Revitalising South Africa and embracing competition in privatisation – Ivo Vegter

December 22, 2023
in Business
Revitalising South Africa and embracing competition in privatisation – Ivo Vegter
Share on FacebookShare on Twitter

In the ongoing debate over South Africa’s economic future, supporters of socialist parties like the ANC and EFF express fear of privatisation. Economic historian Nicholas Woode-Smith argues for privatisation, contending that many state-owned enterprises are failing and burdening the economy. While critics argue the poor can’t afford privatisation, the article counters that the present socialist system also fails the majority. The key, it suggests, is not just private ownership but fostering competition, ensuring contracts are airtight, and allowing a vibrant free market to address societal needs.

Sign up for your early morning brew of the BizNews Insider to keep you up to speed with the content that matters. The newsletter will land in your inbox at 5:30am weekdays. Register here.

Calming fears about privatisation

By Ivo Vegter

Many people, especially among supporters of socialist parties like the ANC and EFF, are terrified of privatisation. Here’s the lowdown.

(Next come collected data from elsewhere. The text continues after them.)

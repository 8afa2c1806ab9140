//! Narrow seam over the external job configuration schema.
//!
//! The loader and the assertion helpers only need two things from the
//! scheduler's schema: turning bytes into a [`JobConfig`] and deciding
//! whether a presubmit runs against a set of changed files. Keeping both
//! behind [`JobSchema`] confines upstream schema churn to [`ProwSchema`].

use std::fmt::Debug;

use thiserror::Error;

use crate::job::{JobConfig, PatternError, Presubmit};

/// Errors raised by a [`JobSchema`] implementation.
#[derive(Debug, Clone, Error, PartialEq, Eq)]
pub enum SchemaError {
    /// The document is not valid YAML or does not fit the job model.
    #[error("invalid job configuration: {message}")]
    Yaml {
        /// Error detail from the YAML parser.
        message: String,
    },

    /// A job pattern failed to compile.
    #[error(transparent)]
    Pattern(#[from] PatternError),
}

impl From<serde_yaml::Error> for SchemaError {
    fn from(error: serde_yaml::Error) -> Self {
        Self::Yaml {
            message: error.to_string(),
        }
    }
}

/// Operations the validation core needs from the job schema.
#[cfg_attr(test, mockall::automock)]
pub trait JobSchema: Send + Sync + Debug {
    /// Parses a job configuration document.
    ///
    /// # Errors
    ///
    /// Returns [`SchemaError::Yaml`] on syntax or shape errors.
    fn parse_job_config(&self, bytes: &[u8]) -> Result<JobConfig, SchemaError>;

    /// Returns `true` when `presubmit` runs against `changes`.
    ///
    /// # Errors
    ///
    /// Returns [`SchemaError::Pattern`] when the job's change pattern does
    /// not compile.
    fn runs_against_changes(
        &self,
        presubmit: &Presubmit,
        changes: &[String],
    ) -> Result<bool, SchemaError>;
}

/// [`JobSchema`] for Prow job files.
///
/// YAML merge keys (`<<: *anchor`) are expanded before the document is
/// mapped onto the typed model. A blank file or a `null` document yields an
/// empty configuration.
#[derive(Debug, Default, Clone, Copy)]
pub struct ProwSchema;

impl JobSchema for ProwSchema {
    fn parse_job_config(&self, bytes: &[u8]) -> Result<JobConfig, SchemaError> {
        if bytes.iter().all(u8::is_ascii_whitespace) {
            return Ok(JobConfig::default());
        }
        let mut document: serde_yaml::Value = serde_yaml::from_slice(bytes)?;
        if document.is_null() {
            return Ok(JobConfig::default());
        }
        document.apply_merge()?;
        Ok(serde_yaml::from_value(document)?)
    }

    fn runs_against_changes(
        &self,
        presubmit: &Presubmit,
        changes: &[String],
    ) -> Result<bool, SchemaError> {
        Ok(presubmit.runs_against_changes(changes)?)
    }
}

I recently posted a link to an article by Nicholas Woode-Smith, an economic historian and political analyst writing for the Free Market Foundation, entitled Privatisation necessary to kick-start SA’s recovery.

It makes an argument that to me, and presumably anyone on the classical liberal side of politics, seems like common sense.

Exhibit 1: Most state-owned enterprises (SOEs), including ones that are critical to sustaining a functioning economy, such as Eskom and Transnet, are rotten to the core, and failing dismally.

Exhibit 2: Government is the fundamental cause of most of our problems, because they either don’t act resolutely to fix problems, or because they burden society with ill-considered policies, incompetent functionaries, and corruption.

Therefore, the solution is to privatise many, or most, SOEs and civil service functions, and for government to get out of the way of private business.

To quote Henry David Thoreau: ‘Government never of itself furthered any enterprise, but by the alacrity with which it got out of its way.’

Benefits

One benefit to privatisation is to ease the burden these functions place on the fiscus, thereby liberating tax revenue for other purposes.

Another is that private entities enjoy proper incentives to deliver services, have access to market signals to identify the needs of the people, and are accountable for their successful functioning to shareholders, creditors, and even market competitors.

As Woode-Smith writes: ‘…government … rewards failure [with bailouts]. Private sector businesses have to do a good job, or they fail.’

Affording privatisation

Among the responses to my posting this article was one from a shadowy person with a disguised face going by a pseudonym. Mysterious!

‘The average South African cannot afford privatisation,’ he said.

To explain what he meant by not being able to afford it, he suggested asking someone who regularly takes public transport how much they spend on medical aid, private security and private school.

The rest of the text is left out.